Me dio mucho gusto escuchar su voz con
ese tono alegre y entusiasta que le caracteriza, después de los saludos
convencionales, ahondamos en la situación tan crítica por la que pasa. No sabía
cómo expresarle mi dolor, no encontraba por más que me esforzaba, las palabras
correctas que la alentaran a seguir adelante, era tal mi desconcierto que no atendía
lo que me decía. Fue en un instante en el que pude acallar mi conciencia y puse
atención a sus palabras, que me di
cuenta de mi pequeñez como ser humano.
Ella me hablaba de la presencia de
Dios en su vida, obviamente con mayor fuerza en estos difíciles años. Describía
la forma insistente como en su pesar, le había buscado y le había encontrado.
En ningún momento expresó angustia ni desesperación, por el contrario agradecía
a Dios la fortaleza infundada y le pedía, le suplicaba siguiera bendiciendo a
su esposo y a ella para que juntos pudieran llegar hasta el final.
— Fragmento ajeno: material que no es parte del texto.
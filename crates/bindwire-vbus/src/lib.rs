//! RESOL VBus live encoding.
//!
//! Every live message starts with the SYNC byte `0xAA`; all other bytes
//! are 7-bit. Payload bytes lose their MSB on the wire and carry it in a
//! trailing septett byte. Three protocol versions are supported:
//! - 1.0 packets (command + 4-byte frames)
//! - 2.0 datagrams (command + value id + 32-bit value)
//! - 3.0 telegrams (command byte + 7-byte frames)

pub mod address;
pub mod codec;
pub mod error;
pub mod layout;
pub mod reader;
pub mod writer;

pub use address::{
    device_name, em_address, BROADCAST, COMPUTER, DFA, EM_BASE, EM_IDS, STANDARD_INFOS,
};
pub use codec::{
    checksum_v0, decode_message, encode, Datagram, Header, Message, Packet, Telegram, VbusConfig,
};
pub use error::{Result, VbusError};
pub use reader::LiveReader;
pub use writer::LiveWriter;
//! Checksum parameter sets.
//!
//! Parameter sets are plain constants; there is no registry to mutate.

use crate::error::{ChecksumError, Result};

/// How a textual payload is turned into the bytes fed to the register.
#[derive(Debug, Clone, Copy, PartialEq, Eq)]
pub enum InputEncoding {
    /// The text is a sequence of hex digit pairs.
    HexDigits,
    /// The text's own bytes are used as-is.
    RawBytes,
}

/// Register update rule.
#[derive(Debug, Clone, Copy, PartialEq, Eq)]
pub enum Algorithm {
    /// Each input bit, MSB first, is compared against the register's top bit.
    BitSerial,
    /// Each input byte is XORed into the register, then eight conditional shifts.
    ByteXor,
}

/// Immutable description of one checksum variant.
///
/// Fields are only reachable through [`ChecksumParameters::new`] and
/// [`ChecksumParameters::try_new`], so the width is always in `1..=32` and
/// `polynomial` / `init` never carry bits above it.
#[derive(Debug, Clone, Copy, PartialEq, Eq)]
pub struct ChecksumParameters {
    width: u32,
    polynomial: u32,
    init: u32,
    input: InputEncoding,
    algorithm: Algorithm,
    uppercase_input: bool,
}

impl ChecksumParameters {
    pub const MAX_WIDTH: u32 = 32;

    /// Build a parameter set. Panics (at compile time for constants) when
    /// `width` is outside `1..=32`.
    pub const fn new(
        width: u32,
        polynomial: u32,
        init: u32,
        input: InputEncoding,
        algorithm: Algorithm,
        uppercase_input: bool,
    ) -> Self {
        assert!(
            width >= 1 && width <= Self::MAX_WIDTH,
            "checksum width must be in 1..=32"
        );
        let mask = width_mask(width);
        Self {
            width,
            polynomial: polynomial & mask,
            init: init & mask,
            input,
            algorithm,
            uppercase_input,
        }
    }

    /// Fallible [`new`](Self::new) for parameters chosen at runtime.
    pub fn try_new(
        width: u32,
        polynomial: u32,
        init: u32,
        input: InputEncoding,
        algorithm: Algorithm,
        uppercase_input: bool,
    ) -> Result<Self> {
        if width == 0 || width > Self::MAX_WIDTH {
            return Err(ChecksumError::InvalidWidth { width });
        }
        Ok(Self::new(
            width,
            polynomial,
            init,
            input,
            algorithm,
            uppercase_input,
        ))
    }

    /// Register width in bits.
    pub const fn width(&self) -> u32 {
        self.width
    }

    /// Generator polynomial, without the implicit top bit.
    pub const fn polynomial(&self) -> u32 {
        self.polynomial
    }

    pub const fn init(&self) -> u32 {
        self.init
    }

    pub const fn input(&self) -> InputEncoding {
        self.input
    }

    pub const fn algorithm(&self) -> Algorithm {
        self.algorithm
    }

    /// Whether [`append_checksum`](crate::append_checksum) uppercases the payload
    /// as well as the checksum digits.
    pub const fn uppercase_input(&self) -> bool {
        self.uppercase_input
    }

    /// Bit mask covering the register width.
    pub const fn mask(&self) -> u32 {
        width_mask(self.width)
    }

    /// Top bit of the register.
    pub const fn top_bit(&self) -> u32 {
        1u32 << (self.width - 1)
    }

    /// Number of hex digits the rendered checksum occupies.
    pub const fn hex_width(&self) -> usize {
        self.width.div_ceil(4) as usize
    }
}

const fn width_mask(width: u32) -> u32 {
    if width >= 32 {
        u32::MAX
    } else {
        (1u32 << width) - 1
    }
}

/// Nikobus primary checksum: CRC16 with the CCITT polynomial over hex-decoded bytes.
pub const NIKOBUS_CRC16: ChecksumParameters = ChecksumParameters::new(
    16,
    0x1021,
    0xFFFF,
    InputEncoding::HexDigits,
    Algorithm::BitSerial,
    true,
);

/// Nikobus secondary checksum over the raw command characters.
pub const NIKOBUS_CRC8: ChecksumParameters = ChecksumParameters::new(
    8,
    0x99,
    0x00,
    InputEncoding::RawBytes,
    Algorithm::ByteXor,
    false,
);
use std::io::{Cursor, Read};

use bindwire_vbus::{
    Datagram, Header, LiveReader, LiveWriter, Message, Packet, Telegram, VbusConfig, VbusError,
};

use crate::cmd::{VbusCommand, VbusDecodeArgs, VbusEncodeArgs, VbusProtocol};
use crate::exit::{io_error, vbus_error, CliError, CliResult, DATA_INVALID, SUCCESS, USAGE};
use crate::output::{print_live, print_messages, OutputFormat};

pub fn run(command: VbusCommand, format: OutputFormat) -> CliResult<i32> {
    match command {
        VbusCommand::Encode(args) => encode(args, format),
        VbusCommand::Decode(args) => decode(args, format),
    }
}

fn encode(args: VbusEncodeArgs, format: OutputFormat) -> CliResult<i32> {
    let header = Header::new(args.dst, args.src);
    let payload = parse_hex("payload", &args.payload)?;
    let message = match args.protocol {
        VbusProtocol::Packet => Message::Packet(Packet::new(header, args.command, payload)),
        VbusProtocol::Datagram => Message::Datagram(Datagram {
            header,
            command: args.command,
            value_id: args.value_id,
            value: args.value,
        }),
        VbusProtocol::Telegram => {
            let command = u8::try_from(args.command).map_err(|_| {
                CliError::new(
                    USAGE,
                    format!("telegram command 0x{:X} does not fit in one byte", args.command),
                )
            })?;
            Message::Telegram(Telegram::new(header, command, payload))
        }
    };

    if matches!(format, OutputFormat::Raw) {
        let mut writer = LiveWriter::new(std::io::stdout().lock());
        writer
            .write_message(&message)
            .map_err(|err| vbus_error("encode failed", err))?;
        return Ok(SUCCESS);
    }

    let live = message
        .to_live_bytes()
        .map_err(|err| vbus_error("encode failed", err))?;
    print_live(&message, &live, format);
    Ok(SUCCESS)
}

fn decode(args: VbusDecodeArgs, format: OutputFormat) -> CliResult<i32> {
    let config = VbusConfig {
        max_frames: args.max_frames,
        ..VbusConfig::default()
    };

    let (messages, corrupt) = match (&args.hex, &args.file) {
        (Some(text), _) => read_all(Cursor::new(parse_hex("input", text)?), config)?,
        (None, Some(path)) => {
            let file = std::fs::File::open(path)
                .map_err(|err| io_error(&format!("cannot open {}", path.display()), err))?;
            read_all(file, config)?
        }
        (None, None) => read_all(std::io::stdin().lock(), config)?,
    };

    if messages.is_empty() && corrupt == 0 {
        return Err(CliError::new(
            DATA_INVALID,
            "no complete VBus message in input",
        ));
    }

    print_messages(&messages, format);
    if corrupt > 0 {
        tracing::warn!(corrupt, decoded = messages.len(), "input contained corrupt messages");
        return Ok(DATA_INVALID);
    }
    Ok(SUCCESS)
}

/// Read messages until EOF. Corrupt messages are logged and counted.
fn read_all<R: Read>(source: R, config: VbusConfig) -> CliResult<(Vec<Message>, usize)> {
    let mut reader = LiveReader::with_config(source, config);
    let mut messages = Vec::new();
    let mut corrupt = 0usize;

    loop {
        match reader.read_message() {
            Ok(message) => {
                tracing::debug!(
                    protocol = message.protocol(),
                    source = message.header().source,
                    "decoded message"
                );
                messages.push(message);
            }
            Err(VbusError::ConnectionClosed) => break,
            Err(VbusError::Io(err)) => return Err(io_error("read failed", err)),
            Err(err) => {
                corrupt += 1;
                tracing::warn!(error = %err, "skipping corrupt message");
            }
        }
    }
    Ok((messages, corrupt))
}

fn parse_hex(what: &str, text: &str) -> CliResult<Vec<u8>> {
    let digits: String = text.chars().filter(|c| !c.is_whitespace()).collect();
    hex::decode(&digits)
        .map_err(|err| CliError::new(USAGE, format!("invalid {what} hex {text:?}: {err}")))
}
Nada la
detenía, porque se sabía amada por Dios.
Me contó que todo este tiempo ha
estado leyendo la Biblia, acuden siempre que pueden a misa, con el infinito deseo
de tomar la Eucaristía y encomendarse a Él. Le pregunté maravillada ¿cómo había
hecho para llegar a ese extremo de plenitud y aceptación? y me contestó. “Primero
le pedí a Dios me ayudara a olvidar todos los momentos amargos, las ofensas y
demás experiencias mundanas que enturbiaran mi paz interior, pues solo de esa
manera podría servir con amor a la persona, que desde hace treinta y siete años
le había jurado amor y fidelidad”.
Fue una charla saturada de
espiritualidad, en la que me narró con gran emoción unas cuantas de las muchas experiencias religiosas
en las que Dios le ha acompañado. Nos despedimos, no sin antes ponernos de
acuerdo para continuar nuestra conversación, necesitaba escucharla de nuevo.
Esa noche mi amiga me mostró lo que es
el verdadero amor de pareja y lo relevante de contar con la presencia divina,
en este arduo andar terreno.
Antonieta B. de De Hoyos Enero 30/13.